Simon concluded his observations with suggestions on how the Tribune might better have responded to the mayor’s attacks and expressed the depressing thought that the city would remain captive to the chaos for the foreseeable future:

But the Tribune is being really dumb about this whole thing. Instead of issuing swell sounding statements about a free press, here’s what I would do: I’d get my five fattest reporters and have them sit on the desk in City Hall. I’d force McMullen to cart it out with a forklift. Then I’d sell the picture to Life Magazine for $10,000.

Or I’d get all my editors and have them sit down on the floor of the City Hall press room and go limp. Then when the mayor ordered the cops to move in with cattle prods, I’d have all the editors sing “We Shall Overcome” and sell the soundtrack to “Deadline U.S.A.”
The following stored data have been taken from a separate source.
#[cfg(test)]
#[allow(clippy::unwrap_used)]
mod tests {
    use stowage_core::InventoryConfig;

    use super::*;

    fn app() -> App {
        let inventory = Inventory::new(&InventoryConfig::default()).unwrap();
        App::new(inventory, None)
    }

    #[tokio::test]
    async fn login_routes_to_the_screen_for_the_role() {
        let mut app = app();
        assert_eq!(app.active_screen, ScreenId::Login);

        app.process_action(&Action::LoginAdmin).unwrap();
        assert_eq!(app.role, Role::Admin);
        assert_eq!(app.active_screen, ScreenId::for_role(app.role));

        app.process_action(&Action::Logout).unwrap();
        assert_eq!(app.role, Role::Guest);
        assert_eq!(app.active_screen, ScreenId::Login);
    }

    #[tokio::test]
    async fn logout_leaves_a_status_line_note_that_expires() {
        let mut app = app();
        app.process_action(&Action::LoginUser("Rossi".into())).unwrap();
        app.process_action(&Action::Logout).unwrap();

        let level = app.notification.as_ref().map(|(n, _)| n.level);
        assert_eq!(level, Some(NotificationLevel::Info));

        for _ in 0..NOTIFICATION_TICKS {
            app.process_action(&Action::Tick).unwrap();
        }
        assert!(app.notification.is_none());
    }
}
//! Event system — crossterm event reader running in a background tokio
//! task.
//!
//! Produces terminal events (key, resize) plus tick/render events at
//! configurable intervals via `tokio::sync::mpsc`. Mouse input is not
//! used; every interaction has a key binding.

use std::time::Duration;

use crossterm::event::{Event as CrosstermEvent, EventStream, KeyEvent, KeyEventKind};
use futures::StreamExt;
use tokio::sync::mpsc;
use tokio_util::sync::CancellationToken;

/// Events produced by the terminal event reader.
#[derive(Debug)]
pub enum Event {
    /// A key was pressed.
    Key(KeyEvent),
    /// Terminal was resized to (cols, rows).
    Resize(u16, u16),
    /// Periodic tick for data refresh / animation.
    Tick,
    /// Render tick.
    Render,
}

/// Reads terminal events in a background task and sends them over a
/// channel.
pub struct EventReader {
    rx: mpsc::UnboundedReceiver<Event>,
    cancel: CancellationToken,
}

impl EventReader {
    /// Spawn the background event reader.
    ///
    /// - `tick_rate`: interval for `Event::Tick` (e.g., 250ms = 4 Hz)
    /// - `render_rate`: interval for `Event::Render` (e.g., 33ms ≈ 30 FPS)
    pub fn new(tick_rate: Duration, render_rate: Duration) -> Self {
        let (tx, rx) = mpsc::unbounded_channel();
        let cancel = CancellationToken::new();

        let task_cancel = cancel.clone();
        tokio::spawn(async move {
            let mut event_stream = EventStream::new();
            let mut tick_interval = tokio::time::interval(tick_rate);
            let mut render_interval = tokio::time::interval(render_rate);

            // Don't burst ticks if we fall behind
            tick_interval.set_missed_tick_behavior(tokio::time::MissedTickBehavior::Skip);
            render_interval.set_missed_tick_behavior(tokio::time::MissedTickBehavior::Skip);

            loop {
                let event = tokio::select! {
                    _ = task_cancel.cancelled() => break,

                    _ = tick_interval.tick() => Event::Tick,

                    _ = render_interval.tick() => Event::Render,

                    Some(Ok(crossterm_event)) = event_stream.next() => {
                        match crossterm_event {
                            CrosstermEvent::Key(key) if key.kind == KeyEventKind::Press => {
                                Event::Key(key)
                            }
                            CrosstermEvent::Resize(w, h) => Event::Resize(w, h),
                            // Ignore key release/repeat, mouse, focus, paste
                            _ => continue,
                        }
                    }
                };

                // If the receiver is dropped, stop.
                if tx.send(event).is_err() {
                    break;
                }
            }
        });

        Self { rx, cancel }
    }

    /// Receive the next event. Returns `None` if the reader has stopped.
    pub async fn next(&mut self) -> Option<Event> {
        self.rx.recv().await
    }

    /// Signal the background reader to stop.
    pub fn stop(&self) {
        self.cancel.cancel();
    }
}

impl Drop for EventReader {
    fn drop(&mut self) {
        self.cancel.cancel();
    }
}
I think the whole affair has been terrific. It’s the most fun the press has had since the Democratic Convention of 1968. During most June days, other newspapers around the country have to write stories about kids frying eggs on sidewalks and flying saucers landing in swamps. But not in Chicago. We have daily eruptions to keep us busy. I say: “Keep it up, Mayor!” Who cares if those drab little men on Wall Street keep getting upset with all the crises on this city and keep lowering our bond ratings? Those guys have no sense of fun.

As for the rest of you citizens, I realize it sometimes depresses you that Jane Byrne has created all this chaos in just over 14 months. But what can you do about it? That’s the way it is, on the 434th day of captivity for the hostages in Chicago.